● **PROBLEM TO SOLVE**: The result should be every line that contains the word "started", taken from the material.

** Opening PROVIDED DATA block **

//! Error taxonomy shared by every async operation.
//!
//! Errors are values flowing through result plumbing, never unwinding.
//! Domain-specific failures (I/O errnos, compression library status codes)
//! are re-surfaced under the same enum so callers match on kinds.

pub type OpResult<T> = Result<T, Error>;

#[derive(Debug, thiserror::Error)]
pub enum Error {
    /// A stop was requested and the operation bailed.
    #[error("operation canceled")]
    Canceled,
    #[error("parse failed")]
    ParseFailed,
    #[error("input not fully consumed")]
    InputNotFullyConsumed,
    #[error("out of bound")]
    OutOfBound,
    #[error("invalid input")]
    InvalidInput,
    #[error(transparent)]
    Io(#[from] std::io::Error),
    /// A compression backend failure, tagged with the codec that produced it.
    #[error("{codec}: {detail}")]
    Compr { codec: &'static str, detail: String },
    /// An HTTP protocol violation: malformed message head, framing breakage,
    /// a connection closed mid-message.
    #[error("http: {0}")]
    Http(&'static str),
}

#[derive(Clone, Copy, Debug, PartialEq, Eq)]
pub enum ErrorKind {
    Canceled,
    ParseFailed,
    InputNotFullyConsumed,
    OutOfBound,
    InvalidInput,
    Io,
    Compr,
    Http,
}

impl Error {
    pub fn kind(&self) -> ErrorKind {
        match self {
            Error::Canceled => ErrorKind::Canceled,
            Error::ParseFailed => ErrorKind::ParseFailed,
            Error::InputNotFullyConsumed => ErrorKind::InputNotFullyConsumed,
            Error::OutOfBound => ErrorKind::OutOfBound,
            Error::InvalidInput => ErrorKind::InvalidInput,
            Error::Io(_) => ErrorKind::Io,
            Error::Compr { .. } => ErrorKind::Compr,
            Error::Http(_) => ErrorKind::Http,
        }
    }

    pub fn is_canceled(&self) -> bool {
        matches!(self, Error::Canceled)
    }
}
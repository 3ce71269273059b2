use super::*;
use crate::continuation::Continuation;
use crate::testonly::init_test_logger;
use std::sync::atomic::{AtomicBool, AtomicUsize, Ordering};
use std::sync::Arc;
use std::time::Duration;

#[test]
fn pool_runs_posted_continuations() {
    init_test_logger();
    let pool = ThreadPool::new("test", 4);
    pool.start();
    let hits = Arc::new(AtomicUsize::new(0));
    let latch = Arc::new(crate::util::Latch::new(100));
    for _ in 0..100 {
        let hits = hits.clone();
        let latch = latch.clone();
        pool.post(Continuation::from_fn(move || {
            hits.fetch_add(1, Ordering::SeqCst);
            latch.count_down();
        }));
    }
    latch.wait();
    assert_eq!(hits.load(Ordering::SeqCst), 100);
    pool.stop();
    pool.join();
}

#[test]
fn workers_advertise_scheduler_identity() {
    let pool = ThreadPool::new("test", 2);
    pool.start();
    let resumer = pool.resumer();
    let id = resumer.id();
    let latch = Arc::new(crate::util::Latch::new(1));
    let seen = Arc::new(AtomicUsize::new(0));
    {
        let latch = latch.clone();
        let seen = seen.clone();
        resumer.post(Continuation::from_fn(move || {
            seen.store(current_scheduler_id(), Ordering::SeqCst);
            latch.count_down();
        }));
    }
    latch.wait();
    assert_eq!(seen.load(Ordering::SeqCst), id);
    assert_ne!(id, 0);
    pool.stop();
    pool.join();
}

#[test]
fn stop_drains_queued_work() {
    let pool = ThreadPool::new("test", 1);
    pool.start();
    let hits = Arc::new(AtomicUsize::new(0));
    for _ in 0..10 {
        let hits = hits.clone();
        pool.post(Continuation::from_fn(move || {
            std::thread::sleep(Duration::from_millis(1));
            hits.fetch_add(1, Ordering::SeqCst);
        }));
    }
    pool.stop();
    pool.join();
    assert_eq!(hits.load(Ordering::SeqCst), 10);
}

#[test]
#[should_panic(expected = "outside its started window")]
fn post_before_start_panics() {
    let pool = ThreadPool::new("test", 1);
    pool.post(Continuation::from_fn(|| {}));
}

#[test]
fn resumer_equality_is_scheduler_identity() {
    let a = ThreadPool::new("a", 1);
    let b = ThreadPool::new("b", 1);
    assert_eq!(a.resumer(), a.resumer());
    assert_ne!(a.resumer(), b.resumer());
    assert_eq!(Resumer::inline(), Resumer::inline());
    assert_ne!(a.resumer(), Resumer::inline());
}

#[test]
fn strand_serializes_continuations() {
    init_test_logger();
    let pool = ThreadPool::new("test", 4);
    pool.start();
    let strand = Strand::new(pool.resumer());
    let strand_resumer = Resumer::new(strand.clone());

    const N: usize = 200;
    let latch = Arc::new(crate::util::Latch::new(N));
    let inside = Arc::new(AtomicBool::new(false));
    let order = Arc::new(parking_lot::Mutex::new(Vec::new()));

    let posters: Vec<_> = (0..4)
        .map(|t| {
            let strand_resumer = strand_resumer.clone();
            let latch = latch.clone();
            let inside = inside.clone();
            let order = order.clone();
            std::thread::spawn(move || {
                for i in 0..N / 4 {
                    let latch = latch.clone();
                    let inside = inside.clone();
                    let order = order.clone();
                    strand_resumer.post(Continuation::from_fn(move || {
                        // Exactly one continuation may be inside at a time.
                        assert!(!inside.swap(true, Ordering::SeqCst));
                        order.lock().push((t, i));
                        inside.store(false, Ordering::SeqCst);
                        latch.count_down();
                    }));
                }
            })
        })
        .collect();
    for p in posters {
        p.join().unwrap();
    }
    latch.wait();
    assert_eq!(order.lock().len(), N);

    // Per-poster FIFO order is preserved through the strand.
    let order = order.lock();
    for t in 0..4 {
        let seq: Vec<_> = order.iter().filter(|(pt, _)| *pt == t).map(|(_, i)| *i).collect();
        let mut sorted = seq.clone();
        sorted.sort_unstable();
        assert_eq!(seq, sorted);
    }
    pool.stop();
    pool.join();
}

#[test]
fn strand_advertises_own_identity() {
    let pool = ThreadPool::new("test", 2);
    pool.start();
    let strand = Strand::new(pool.resumer());
    let resumer = Resumer::new(strand.clone());
    let latch = Arc::new(crate::util::Latch::new(1));
    let seen = Arc::new(AtomicUsize::new(0));
    {
        let latch = latch.clone();
        let seen = seen.clone();
        resumer.post(Continuation::from_fn(move || {
            seen.store(current_scheduler_id(), Ordering::SeqCst);
            latch.count_down();
        }));
    }
    latch.wait();
    assert_eq!(seen.load(Ordering::SeqCst), resumer.id());
    pool.stop();
    pool.join();
}
//! Async operations, tasks, schedulers, cancellation and scoped async
//! cleanup.
//!
//! The crate is organized around a single contract: an async op is a value
//! that can be initiated once with a context and a continuation, and whose
//! result is taken exactly once after completion (see [`op::AsyncOp`]).
//! Tasks host ordinary futures as ops; combinators compose ops; schedulers
//! and resumers decide where continuations run; stop sources propagate
//! cooperative cancellation; cleanup stacks guarantee resource release on
//! every exit path.

pub mod cleanup;
pub mod combinators;
pub mod continuation;
pub mod ctx;
pub mod err;
pub mod generator;
pub mod op;
pub mod scheduler;
pub mod stop;
pub mod task;
pub mod testonly;
pub mod util;

pub use cleanup::CleanupStack;
pub use combinators::{
    make_hosted_async_op, reschedule_on, resume_on, run_on, solely_run_on, start_on, sync_wait,
    sync_wait_in, until_first_done, until_first_done_all, AsyncOpGroup, HostedOp,
};
pub use continuation::Continuation;
pub use ctx::OpCtx;
pub use err::{Error, ErrorKind, OpResult};
pub use generator::{Generator, Yield};
pub use op::{wait, AsyncOp, Initiated, OpSlot};
pub use scheduler::{get_resumer, Resumer, Scheduler, Strand, ThreadPool};
pub use stop::{StopCallback, StopSource, StopToken};
pub use task::Task;
pub use util::Latch;
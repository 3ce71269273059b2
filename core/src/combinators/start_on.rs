//! Hand-off decorators: initiate an op from a trampoline posted onto another
//! resumer.

use crate::continuation::Continuation;
use crate::ctx::OpCtx;
use crate::err::OpResult;
use crate::op::{AsyncOp, Initiated, OpSlot};
use crate::scheduler::Resumer;
use parking_lot::Mutex;
use std::sync::Arc;

/// Returns an op that initiates `op` from `sr`. The surrounding context is
/// passed through unchanged, so the op's own children keep the caller's
/// resumer.
pub fn start_on<O: AsyncOp>(sr: impl Into<Resumer>, op: O) -> StartOn<O> {
    StartOn { op: Some(op), resumer: sr.into(), override_ctx: false, solely: false, slot: OpSlot::new() }
}

/// `start_on` with the context's resumer rebound to `sr`: the op and its
/// children all run on `sr`.
pub fn run_on<O: AsyncOp>(sr: impl Into<Resumer>, op: O) -> StartOn<O> {
    StartOn { op: Some(op), resumer: sr.into(), override_ctx: true, solely: false, slot: OpSlot::new() }
}

/// `run_on` that additionally binds the completion back to the caller's
/// resumer, so the awaiting side resumes where it started.
pub fn solely_run_on<O: AsyncOp>(sr: impl Into<Resumer>, op: O) -> StartOn<O> {
    StartOn { op: Some(op), resumer: sr.into(), override_ctx: true, solely: true, slot: OpSlot::new() }
}

pub struct StartOn<O: AsyncOp> {
    op: Option<O>,
    resumer: Resumer,
    override_ctx: bool,
    solely: bool,
    slot: OpSlot<O::Output>,
}

impl<O> AsyncOp for StartOn<O>
where
    O: AsyncOp + Send + 'static,
    O::Output: Send + 'static,
{
    type Output = O::Output;

    fn initiate(&mut self, ctx: &OpCtx, cont: Continuation) -> Initiated {
        let cont = if self.solely { cont.bind(ctx.resumer()) } else { cont };
        let armed = self.slot.arm(cont);
        assert!(armed, "start_on initiated twice");
        let op = Arc::new(Mutex::new(self.op.take().expect("op initiated twice")));
        let ctx2 = ctx.with_resumer_if(self.override_ctx, self.resumer.clone());
        let slot = self.slot.clone();
        self.resumer.post(Continuation::from_fn(move || {
            let finish = {
                let op = op.clone();
                let slot = slot.clone();
                Continuation::from_fn(move || {
                    let r = op.lock().take_result();
                    slot.complete(r);
                })
            };
            let initiated = op.lock().initiate(&ctx2, finish);
            if initiated == Initiated::Done {
                let r = op.lock().take_result();
                slot.complete(r);
            }
        }));
        Initiated::Pending
    }

    fn is_failed(&self) -> bool {
        self.slot.is_failed()
    }

    fn take_result(&mut self) -> OpResult<O::Output> {
        self.slot.take()
    }
}
pub mod latch;

pub use latch::Latch;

** Closing PROVIDED DATA block **

● **RESPONSE**:
#[should_panic(expected = "outside its started window")]
/// resumer, so the awaiting side resumes where it started.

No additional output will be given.